**WHAT IS REQUIRED**. Copy out each line in the listing below where the word "resolution" appears.

**DATA**.
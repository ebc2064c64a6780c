pub mod blocks;
pub mod fields;
pub mod tagged;

use serde::Serialize;

use crate::models::{ShortSummary, Summary};

pub use blocks::Block;
pub use fields::{CaseStudy, Section, SectionBody};
pub use tagged::TaggedSection;

/// Renderable body of a summary, one variant per recognised payload shape.
#[derive(Debug, Clone, PartialEq, Serialize)]
#[serde(tag = "kind", content = "data", rename_all = "snake_case")]
pub enum SummaryBody {
    /// `json_data.blocks`: typed Markdown blocks in order.
    Blocks(Vec<Block>),
    /// `[TAG]` markers inside `content`.
    Tagged(Vec<TaggedSection>),
    /// Known structured fields, each present one as a labeled section.
    Sections(Vec<Section>),
    /// Pre-rendered report Markdown (`json_data.report_markdown`).
    Markdown(String),
    /// Unstructured `content`, shown preformatted.
    Raw(String),
    /// Only the compact `short_json` summary exists.
    Short(ShortSummary),
    /// Nothing usable.
    Empty,
}

impl SummaryBody {
    pub fn is_empty(&self) -> bool {
        matches!(self, SummaryBody::Empty)
    }

    pub fn kind(&self) -> &'static str {
        match self {
            SummaryBody::Blocks(_) => "blocks",
            SummaryBody::Tagged(_) => "tagged",
            SummaryBody::Sections(_) => "sections",
            SummaryBody::Markdown(_) => "markdown",
            SummaryBody::Raw(_) => "raw",
            SummaryBody::Short(_) => "short",
            SummaryBody::Empty => "empty",
        }
    }
}

/// Canonical summary model handed to renderers.
#[derive(Debug, Clone, PartialEq, Serialize)]
pub struct CanonicalSummary {
    pub body: SummaryBody,
    pub short: Option<ShortSummary>,
    pub category: Option<String>,
}

impl CanonicalSummary {
    pub fn empty() -> Self {
        Self {
            body: SummaryBody::Empty,
            short: None,
            category: None,
        }
    }

    pub fn is_available(&self) -> bool {
        !self.body.is_empty()
    }
}

type Recognizer = fn(&Summary) -> Option<SummaryBody>;

/// Recognizers in priority order, one per generation of stored payload. A
/// malformed or partial payload yields `None` and the next one is tried.
const RECOGNIZERS: &[(&str, Recognizer)] = &[
    ("blocks", blocks::recognize),
    ("tagged", tagged::recognize),
    ("fields", fields::recognize),
    ("markdown", recognize_markdown),
    ("raw", recognize_raw),
    ("short", recognize_short),
];

/// Normalize a stored summary (or nothing) into the canonical model. The
/// first recognizer that produces a body wins. Never fails.
pub fn normalize(summary: Option<&Summary>) -> CanonicalSummary {
    let Some(summary) = summary else {
        return CanonicalSummary::empty();
    };

    let body = RECOGNIZERS
        .iter()
        .find_map(|(name, recognize)| {
            let body = recognize(summary)?;
            tracing::debug!(recognizer = name, "Summary payload recognized");
            Some(body)
        })
        .unwrap_or(SummaryBody::Empty);

    CanonicalSummary {
        body,
        short: short_summary(summary),
        category: summary
            .video_category
            .as_deref()
            .map(str::trim)
            .filter(|s| !s.is_empty())
            .map(str::to_string),
    }
}

fn recognize_markdown(summary: &Summary) -> Option<SummaryBody> {
    let md = summary.json_data.as_ref()?.get("report_markdown")?.as_str()?;
    if md.trim().is_empty() {
        return None;
    }
    Some(SummaryBody::Markdown(md.to_string()))
}

fn recognize_raw(summary: &Summary) -> Option<SummaryBody> {
    let content = summary.content.as_deref()?;
    if content.trim().is_empty() {
        return None;
    }
    Some(SummaryBody::Raw(content.to_string()))
}

fn recognize_short(summary: &Summary) -> Option<SummaryBody> {
    short_summary(summary).map(SummaryBody::Short)
}

/// Decode `short_json`, which is stored either as an object or as a JSON string.
fn short_summary(summary: &Summary) -> Option<ShortSummary> {
    let value = summary.short_json.as_ref()?;
    let decoded = match value {
        serde_json::Value::String(s) => serde_json::from_str::<serde_json::Value>(s).ok()?,
        other => other.clone(),
    };
    let obj = decoded.as_object()?;

    let text = obj
        .get("summary")
        .and_then(|v| v.as_str())
        .map(str::trim)
        .filter(|s| !s.is_empty())
        .map(str::to_string);
    let keywords: Vec<String> = obj
        .get("keywords")
        .and_then(|v| v.as_array())
        .map(|arr| {
            arr.iter()
                .filter_map(|k| k.as_str())
                .map(str::trim)
                .filter(|k| !k.is_empty())
                .map(str::to_string)
                .collect()
        })
        .unwrap_or_default();

    if text.is_none() && keywords.is_empty() {
        return None;
    }
    Some(ShortSummary {
        summary: text,
        keywords,
    })
}

#[cfg(test)]
mod tests {
    use super::*;
    use serde_json::json;

    fn summary(value: serde_json::Value) -> Summary {
        serde_json::from_value(value).unwrap()
    }

    #[test]
    fn test_no_record_is_unavailable() {
        let canonical = normalize(None);
        assert!(!canonical.is_available());
    }

    #[test]
    fn test_empty_record_reports_no_summary() {
        let canonical = normalize(Some(&Summary::default()));
        assert_eq!(canonical.body, SummaryBody::Empty);
        assert!(canonical.short.is_none());
    }

    #[test]
    fn test_blocks_win_over_tagged_content() {
        let s = summary(json!({
            "content": "[intro]hello",
            "json_data": {"blocks": [{"type": "heading", "text": "Title"}]}
        }));
        assert_eq!(normalize(Some(&s)).body.kind(), "blocks");
    }

    #[test]
    fn test_tagged_content_wins_over_fields() {
        let s = summary(json!({
            "content": "[intro]hello[body]world",
            "json_data": {"one_liner": "x"}
        }));
        match normalize(Some(&s)).body {
            SummaryBody::Tagged(sections) => assert_eq!(sections.len(), 2),
            other => panic!("expected tagged, got {other:?}"),
        }
    }

    #[test]
    fn test_malformed_blocks_degrade_to_fields() {
        let s = summary(json!({
            "json_data": {"blocks": "not a list", "normalized": {"key_points": ["a", "b"]}}
        }));
        assert_eq!(normalize(Some(&s)).body.kind(), "sections");
    }

    #[test]
    fn test_raw_content_without_markers() {
        let s = summary(json!({"content": "plain prose", "json_data": {"unrelated": 1}}));
        assert_eq!(normalize(Some(&s)).body, SummaryBody::Raw("plain prose".to_string()));
    }

    #[test]
    fn test_markdown_checklist_and_links_stay_raw() {
        let content = "# Weekly plan\n\nImportant intro paragraph.\n\n- [ ] buy milk\n- see [docs](http://x)";
        let s = summary(json!({"content": content}));
        assert_eq!(normalize(Some(&s)).body, SummaryBody::Raw(content.to_string()));
    }

    #[test]
    fn test_report_markdown_beats_raw_dump() {
        let s = summary(json!({
            "content": "{\"raw\": true}",
            "json_data": {"report_markdown": "# Guide\n\nbody"}
        }));
        assert_eq!(normalize(Some(&s)).body.kind(), "markdown");
    }

    #[test]
    fn test_short_json_string_is_decoded_and_used_last() {
        let s = summary(json!({
            "short_json": "{\"summary\": \"gist\", \"keywords\": [\"k1\", \" \"]}",
            "video_category": " finance "
        }));
        let canonical = normalize(Some(&s));
        let short = ShortSummary {
            summary: Some("gist".to_string()),
            keywords: vec!["k1".to_string()],
        };
        assert_eq!(canonical.body, SummaryBody::Short(short.clone()));
        assert_eq!(canonical.short, Some(short));
        assert_eq!(canonical.category.as_deref(), Some("finance"));
    }

    #[test]
    fn test_short_json_rides_along_with_main_body() {
        let s = summary(json!({
            "content": "text",
            "short_json": {"summary": "gist", "keywords": []}
        }));
        let canonical = normalize(Some(&s));
        assert_eq!(canonical.body.kind(), "raw");
        assert!(canonical.short.is_some());
    }

    #[test]
    fn test_garbage_json_data_never_panics() {
        for data in [json!(null), json!(42), json!("str"), json!([1, 2]), json!({"normalized": 7})] {
            let s = Summary {
                json_data: Some(data),
                ..Summary::default()
            };
            assert_eq!(normalize(Some(&s)).body, SummaryBody::Empty);
        }
    }
}
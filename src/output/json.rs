use anyhow::Result;
use serde::Serialize;
use std::io::Write;

/// Pretty-print any serializable value as JSON to stdout.
pub fn print_json<T: Serialize>(value: &T) -> Result<()> {
    let stdout = std::io::stdout();
    write_json(&mut stdout.lock(), value)
}

/// Pretty JSON followed by a newline.
pub fn write_json<W: Write, T: Serialize>(out: &mut W, value: &T) -> Result<()> {
    serde_json::to_writer_pretty(&mut *out, value)?;
    writeln!(out)?;
    Ok(())
}
use anyhow::{Context, Result};
use serde::{Deserialize, Serialize};
use std::path::{Path, PathBuf};

pub const DEFAULT_BASE_URL: &str = "http://localhost:8000";
pub const DEFAULT_TIMEOUT_SECS: u64 = 30;
pub const DEFAULT_PLAYBACK_TTL_SECS: i64 = 3600;
/// Signed links never outlive a week.
pub const MAX_PLAYBACK_TTL_SECS: i64 = 7 * 24 * 3600;
pub const BASE_URL_ENV: &str = "MINDVIEW_URL";

/// `[server]` block from config.toml.
#[derive(Debug, Deserialize, Serialize, Default, Clone)]
pub struct ServerConfig {
    pub base_url: Option<String>,
    pub timeout_secs: Option<u64>,
    /// Assumed lifetime of a signed playback link when the backend omits one.
    pub playback_ttl_secs: Option<i64>,
}

/// Top-level mindview config file structure.
#[derive(Debug, Deserialize, Serialize, Default, Clone)]
pub struct MindviewConfig {
    pub server: Option<ServerConfig>,
}

/// Effective settings after the resolution chain.
#[derive(Debug, Clone, PartialEq, Serialize)]
pub struct Settings {
    pub base_url: String,
    pub timeout_secs: u64,
    pub playback_ttl_secs: i64,
}

impl MindviewConfig {
    /// Load config from ~/.mindview/config.toml. Returns default if file doesn't exist.
    pub fn load() -> Result<Self> {
        Self::load_from(&config_path()?)
    }

    pub fn load_from(path: &Path) -> Result<Self> {
        if !path.exists() {
            return Ok(MindviewConfig::default());
        }
        let content = std::fs::read_to_string(path)
            .with_context(|| format!("Failed to read config: {}", path.display()))?;
        let config: MindviewConfig =
            toml::from_str(&content).with_context(|| "Failed to parse config.toml")?;
        Ok(config)
    }

    /// Resolve settings: CLI flag > env var > config file > built-in default.
    pub fn resolve(&self, cli_base_url: Option<&str>) -> Settings {
        let env_url = std::env::var(BASE_URL_ENV).ok();
        self.resolve_with(cli_base_url, env_url.as_deref())
    }

    fn resolve_with(&self, cli_base_url: Option<&str>, env_url: Option<&str>) -> Settings {
        let server = self.server.clone().unwrap_or_default();
        let base_url = [cli_base_url, env_url, server.base_url.as_deref()]
            .into_iter()
            .flatten()
            .map(str::trim)
            .find(|s| !s.is_empty())
            .unwrap_or(DEFAULT_BASE_URL)
            .trim_end_matches('/')
            .to_string();

        Settings {
            base_url,
            timeout_secs: server.timeout_secs.unwrap_or(DEFAULT_TIMEOUT_SECS),
            playback_ttl_secs: server
                .playback_ttl_secs
                .filter(|ttl| *ttl > 0)
                .map(|ttl| ttl.min(MAX_PLAYBACK_TTL_SECS))
                .unwrap_or(DEFAULT_PLAYBACK_TTL_SECS),
        }
    }
}

impl Settings {
    pub fn display(&self) -> String {
        [
            "[server]".to_string(),
            format!("  base_url = \"{}\"", self.base_url),
            format!("  timeout_secs = {}", self.timeout_secs),
            format!("  playback_ttl_secs = {}", self.playback_ttl_secs),
        ]
        .join("\n")
    }
}

/// Path to the config file: ~/.mindview/config.toml
pub fn config_path() -> Result<PathBuf> {
    let home = dirs::home_dir().context("Could not determine home directory")?;
    Ok(home.join(".mindview").join("config.toml"))
}

/// Default config template content.
pub fn default_config_template() -> &'static str {
    r#"# ~/.mindview/config.toml
# Base URL resolution order: --base-url flag > MINDVIEW_URL env var > base_url

[server]
# base_url = "http://localhost:8000"
# timeout_secs = 30
# playback_ttl_secs = 3600
"#
}

/// Create the default config file if it doesn't already exist.
pub fn init_config() -> Result<bool> {
    init_config_at(&config_path()?)
}

pub fn init_config_at(path: &Path) -> Result<bool> {
    if path.exists() {
        return Ok(false);
    }
    if let Some(parent) = path.parent() {
        std::fs::create_dir_all(parent)
            .with_context(|| format!("Failed to create directory: {}", parent.display()))?;
    }
    std::fs::write(path, default_config_template())?;
    Ok(true)
}
pub const DEFAULT_PAGE_LIMIT: usize = 50;
pub const MAX_PAGE_LIMIT: usize = 500;

/// Filters for the LLM call log listing.
#[derive(Debug, Clone, Default)]
pub struct LlmCallFilters {
    pub task_type: Option<String>,
    pub content_type: Option<String>,
    pub profile_key: Option<String>,
    pub status: Option<String>,
    pub model: Option<String>,
    /// Inclusive lower bound, ISO-8601 date or timestamp.
    pub since: Option<String>,
    /// Inclusive upper bound, ISO-8601 date or timestamp.
    pub until: Option<String>,
}

#[derive(Debug, Clone, Copy, PartialEq, Eq)]
pub struct Page {
    pub limit: usize,
    pub offset: usize,
}

impl Default for Page {
    fn default() -> Self {
        Self {
            limit: DEFAULT_PAGE_LIMIT,
            offset: 0,
        }
    }
}

impl Page {
    pub fn new(limit: usize, offset: usize) -> Self {
        Self {
            limit: limit.clamp(1, MAX_PAGE_LIMIT),
            offset,
        }
    }
}

impl LlmCallFilters {
    /// Query pairs for set filters plus pagination. Blank filters are skipped.
    pub fn query_pairs(&self, page: Page) -> Vec<(&'static str, String)> {
        let mut pairs: Vec<(&'static str, String)> = Vec::new();

        let fields = [
            ("task_type", &self.task_type),
            ("content_type", &self.content_type),
            ("profile_key", &self.profile_key),
            ("status", &self.status),
            ("model", &self.model),
            ("since", &self.since),
            ("until", &self.until),
        ];
        for (name, value) in fields {
            if let Some(v) = value.as_deref().map(str::trim).filter(|v| !v.is_empty()) {
                pairs.push((name, v.to_string()));
            }
        }

        pairs.push(("limit", page.limit.to_string()));
        pairs.push(("offset", page.offset.to_string()));
        pairs
    }
}

#[cfg(test)]
mod tests {
    use super::*;

    #[test]
    fn test_only_set_filters_are_sent() {
        let filters = LlmCallFilters {
            task_type: Some("video_summary".into()),
            model: Some("  ".into()),
            since: Some("2025-01-01".into()),
            ..LlmCallFilters::default()
        };
        let pairs = filters.query_pairs(Page::new(20, 40));
        assert_eq!(
            pairs,
            vec![
                ("task_type", "video_summary".to_string()),
                ("since", "2025-01-01".to_string()),
                ("limit", "20".to_string()),
                ("offset", "40".to_string()),
            ]
        );
    }

    #[test]
    fn test_page_limit_is_clamped() {
        assert_eq!(Page::new(0, 0).limit, 1);
        assert_eq!(Page::new(10_000, 0).limit, MAX_PAGE_LIMIT);
    }
}
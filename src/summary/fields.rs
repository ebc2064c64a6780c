use serde::Serialize;

use crate::models::Summary;

/// A labeled section built from one known structured field.
#[derive(Debug, Clone, PartialEq, Serialize)]
pub struct Section {
    pub field: &'static str,
    pub label: &'static str,
    pub body: SectionBody,
}

#[derive(Debug, Clone, PartialEq, Serialize)]
#[serde(untagged)]
pub enum SectionBody {
    Text(String),
    List(Vec<String>),
    Cases(Vec<CaseStudy>),
}

/// A case study is either free text or a fixed set of labeled parts.
#[derive(Debug, Clone, PartialEq, Serialize)]
#[serde(untagged)]
pub enum CaseStudy {
    Description(String),
    Labeled(Vec<(&'static str, String)>),
}

#[derive(Clone, Copy)]
enum Shape {
    Text,
    List,
    Cases,
}

/// Known fields in render order.
const KNOWN_FIELDS: &[(&str, &str, Shape)] = &[
    ("one_liner", "One-liner", Shape::Text),
    ("key_points", "Key points", Shape::List),
    ("principles", "Principles", Shape::List),
    ("actionable_guidelines", "Actionable guidelines", Shape::List),
    ("cognitive_warnings", "Cognitive warnings", Shape::List),
    ("case_studies", "Case studies", Shape::Cases),
];

/// Labeled sub-fields of a structured case study.
const CASE_PARTS: &[(&str, &str)] = &[
    ("title", "Case"),
    ("context", "Context"),
    ("action", "Action"),
    ("result", "Result"),
    ("lesson", "Lesson"),
];

/// Known fields from `json_data.normalized`, then `json_data`, then
/// `json_data.raw`. The first candidate object with at least one usable field
/// wins; absent or malformed fields are left out.
pub fn recognize(summary: &Summary) -> Option<super::SummaryBody> {
    let data = summary.json_data.as_ref()?;
    let candidates = [data.get("normalized"), Some(data), data.get("raw")];

    candidates
        .into_iter()
        .flatten()
        .filter_map(|v| v.as_object())
        .map(sections_from)
        .find(|sections| !sections.is_empty())
        .map(super::SummaryBody::Sections)
}

fn sections_from(obj: &serde_json::Map<String, serde_json::Value>) -> Vec<Section> {
    let mut sections = Vec::new();
    for (field, label, shape) in KNOWN_FIELDS {
        let Some(value) = obj.get(*field) else {
            continue;
        };
        let body = match shape {
            Shape::Text => text(value).map(SectionBody::Text),
            Shape::List => Some(string_list(value))
                .filter(|l| !l.is_empty())
                .map(SectionBody::List),
            Shape::Cases => Some(case_list(value))
                .filter(|l| !l.is_empty())
                .map(SectionBody::Cases),
        };
        if let Some(body) = body {
            sections.push(Section {
                field: *field,
                label: *label,
                body,
            });
        }
    }
    sections
}

fn text(value: &serde_json::Value) -> Option<String> {
    value
        .as_str()
        .map(str::trim)
        .filter(|s| !s.is_empty())
        .map(str::to_string)
}

/// Strings from an array; a lone string counts as a one-item list.
fn string_list(value: &serde_json::Value) -> Vec<String> {
    match value {
        serde_json::Value::Array(items) => items.iter().filter_map(text).collect(),
        other => text(other).into_iter().collect(),
    }
}

fn case_list(value: &serde_json::Value) -> Vec<CaseStudy> {
    let Some(items) = value.as_array() else {
        return Vec::new();
    };
    items.iter().filter_map(case_study).collect()
}

fn case_study(value: &serde_json::Value) -> Option<CaseStudy> {
    if let Some(s) = text(value) {
        return Some(CaseStudy::Description(s));
    }
    let obj = value.as_object()?;
    if let Some(desc) = obj.get("description").and_then(text) {
        return Some(CaseStudy::Description(desc));
    }
    let parts: Vec<(&'static str, String)> = CASE_PARTS
        .iter()
        .filter_map(|(key, label)| obj.get(*key).and_then(text).map(|t| (*label, t)))
        .collect();
    if parts.is_empty() {
        None
    } else {
        Some(CaseStudy::Labeled(parts))
    }
}
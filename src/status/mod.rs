use serde::{Deserialize, Deserializer, Serialize, Serializer};
use std::collections::BTreeMap;

use crate::models::ContentItem;

/// A closed status vocabulary. Missing, null, non-string and unrecognised
/// wire values all decode to `DEFAULT`.
pub trait Vocabulary: Copy + Ord + Sized + 'static {
    /// Wire name of the field this vocabulary describes.
    const FIELD: &'static str;
    const DEFAULT: Self;
    const VALUES: &'static [(&'static str, Self)];

    fn as_str(&self) -> &'static str {
        Self::VALUES
            .iter()
            .find(|(_, v)| v == self)
            .map(|(name, _)| *name)
            .unwrap_or("")
    }

    /// Look up a raw wire value, defaulting when absent or unknown.
    fn parse(raw: Option<&str>) -> Self {
        raw.map(|s| s.trim().to_ascii_lowercase())
            .and_then(|s| {
                Self::VALUES
                    .iter()
                    .find(|(name, _)| *name == s)
                    .map(|(_, v)| *v)
            })
            .unwrap_or(Self::DEFAULT)
    }

    fn from_value(value: &serde_json::Value) -> Self {
        Self::parse(value.as_str())
    }
}

#[derive(Debug, Clone, Copy, PartialEq, Eq, PartialOrd, Ord, Hash)]
pub enum AsrStatus {
    Ready,
    Fallback,
    Pending,
    Missing,
}

#[derive(Debug, Clone, Copy, PartialEq, Eq, PartialOrd, Ord, Hash)]
pub enum SummaryStatus {
    Ready,
    Pending,
    SkippedFallback,
    Blocked,
}

#[derive(Debug, Clone, Copy, PartialEq, Eq, PartialOrd, Ord, Hash)]
pub enum ContentQuality {
    Full,
    Summary,
    Missing,
}

impl Vocabulary for AsrStatus {
    const FIELD: &'static str = "asr_status";
    const DEFAULT: Self = AsrStatus::Pending;
    const VALUES: &'static [(&'static str, Self)] = &[
        ("ready", AsrStatus::Ready),
        ("fallback", AsrStatus::Fallback),
        ("pending", AsrStatus::Pending),
        ("missing", AsrStatus::Missing),
    ];
}

impl Vocabulary for SummaryStatus {
    const FIELD: &'static str = "summary_status";
    const DEFAULT: Self = SummaryStatus::Pending;
    const VALUES: &'static [(&'static str, Self)] = &[
        ("ready", SummaryStatus::Ready),
        ("pending", SummaryStatus::Pending),
        ("skipped_fallback", SummaryStatus::SkippedFallback),
        ("blocked", SummaryStatus::Blocked),
    ];
}

impl Vocabulary for ContentQuality {
    const FIELD: &'static str = "content_quality";
    const DEFAULT: Self = ContentQuality::Summary;
    const VALUES: &'static [(&'static str, Self)] = &[
        ("full", ContentQuality::Full),
        ("summary", ContentQuality::Summary),
        ("missing", ContentQuality::Missing),
    ];
}

impl Default for AsrStatus {
    fn default() -> Self {
        Self::DEFAULT
    }
}

impl Default for SummaryStatus {
    fn default() -> Self {
        Self::DEFAULT
    }
}

impl Default for ContentQuality {
    fn default() -> Self {
        Self::DEFAULT
    }
}

/// Field name, accepted values and default for each vocabulary.
pub fn vocabulary_table() -> [(&'static str, Vec<&'static str>, &'static str); 3] {
    fn row<V: Vocabulary>() -> (&'static str, Vec<&'static str>, &'static str) {
        (
            V::FIELD,
            V::VALUES.iter().map(|(name, _)| *name).collect(),
            V::DEFAULT.as_str(),
        )
    }
    [row::<AsrStatus>(), row::<SummaryStatus>(), row::<ContentQuality>()]
}

macro_rules! wire_string {
    ($($ty:ty),*) => {$(
        impl Serialize for $ty {
            fn serialize<S: Serializer>(&self, serializer: S) -> Result<S::Ok, S::Error> {
                serializer.serialize_str(self.as_str())
            }
        }

        impl<'de> Deserialize<'de> for $ty {
            fn deserialize<D: Deserializer<'de>>(deserializer: D) -> Result<Self, D::Error> {
                let value = serde_json::Value::deserialize(deserializer)?;
                Ok(<$ty>::from_value(&value))
            }
        }

        impl std::fmt::Display for $ty {
            fn fmt(&self, f: &mut std::fmt::Formatter<'_>) -> std::fmt::Result {
                f.write_str(self.as_str())
            }
        }
    )*};
}

wire_string!(AsrStatus, SummaryStatus, ContentQuality);

/// The three status tags of one item, defaults already applied.
#[derive(Debug, Clone, Copy, PartialEq, Eq, Serialize)]
pub struct ItemStatus {
    pub asr: AsrStatus,
    pub summary: SummaryStatus,
    pub quality: ContentQuality,
}

impl ItemStatus {
    pub fn of(item: &ContentItem) -> Self {
        Self {
            asr: item.asr_status,
            summary: item.summary_status,
            quality: item.content_quality,
        }
    }
}

/// Per-value tallies over a set of items. Unobserved values have no key.
#[derive(Debug, Clone, Default, PartialEq, Eq, Serialize)]
pub struct StatusCounts {
    pub total: usize,
    pub asr_status: BTreeMap<AsrStatus, usize>,
    pub summary_status: BTreeMap<SummaryStatus, usize>,
    pub content_quality: BTreeMap<ContentQuality, usize>,
}

impl StatusCounts {
    /// Single pass over the items.
    pub fn rollup<'a, I>(items: I) -> Self
    where
        I: IntoIterator<Item = &'a ContentItem>,
    {
        let mut counts = StatusCounts::default();
        for item in items {
            counts.record(ItemStatus::of(item));
        }
        counts
    }

    pub fn record(&mut self, status: ItemStatus) {
        self.total += 1;
        *self.asr_status.entry(status.asr).or_insert(0) += 1;
        *self.summary_status.entry(status.summary).or_insert(0) += 1;
        *self.content_quality.entry(status.quality).or_insert(0) += 1;
    }

    pub fn asr(&self, value: AsrStatus) -> usize {
        self.asr_status.get(&value).copied().unwrap_or(0)
    }

    pub fn summary(&self, value: SummaryStatus) -> usize {
        self.summary_status.get(&value).copied().unwrap_or(0)
    }

    pub fn quality(&self, value: ContentQuality) -> usize {
        self.content_quality.get(&value).copied().unwrap_or(0)
    }
}

/// Wire shape of a rollup embedded by the backend. Keys are free strings until
/// folded into the vocabularies, so two unknown keys may merge into the default.
#[derive(Debug, Default, Deserialize)]
struct RawStatusCounts {
    #[serde(default)]
    total: Option<usize>,
    #[serde(default)]
    asr_status: BTreeMap<String, usize>,
    #[serde(default)]
    summary_status: BTreeMap<String, usize>,
    #[serde(default)]
    content_quality: BTreeMap<String, usize>,
}

fn fold<V: Vocabulary>(raw: BTreeMap<String, usize>) -> BTreeMap<V, usize> {
    let mut out = BTreeMap::new();
    for (key, count) in raw {
        if count > 0 {
            *out.entry(V::parse(Some(&key))).or_insert(0) += count;
        }
    }
    out
}

impl<'de> Deserialize<'de> for StatusCounts {
    fn deserialize<D: Deserializer<'de>>(deserializer: D) -> Result<Self, D::Error> {
        let raw = RawStatusCounts::deserialize(deserializer)?;
        let asr_status = fold::<AsrStatus>(raw.asr_status);
        let total = raw
            .total
            .unwrap_or_else(|| asr_status.values().sum());
        Ok(StatusCounts {
            total,
            asr_status,
            summary_status: fold::<SummaryStatus>(raw.summary_status),
            content_quality: fold::<ContentQuality>(raw.content_quality),
        })
    }
}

**SOLUTION TO THIS PROBLEM**.
/// Effective settings after the resolution chain.
# Base URL resolution order: --base-url flag > MINDVIEW_URL env var > base_url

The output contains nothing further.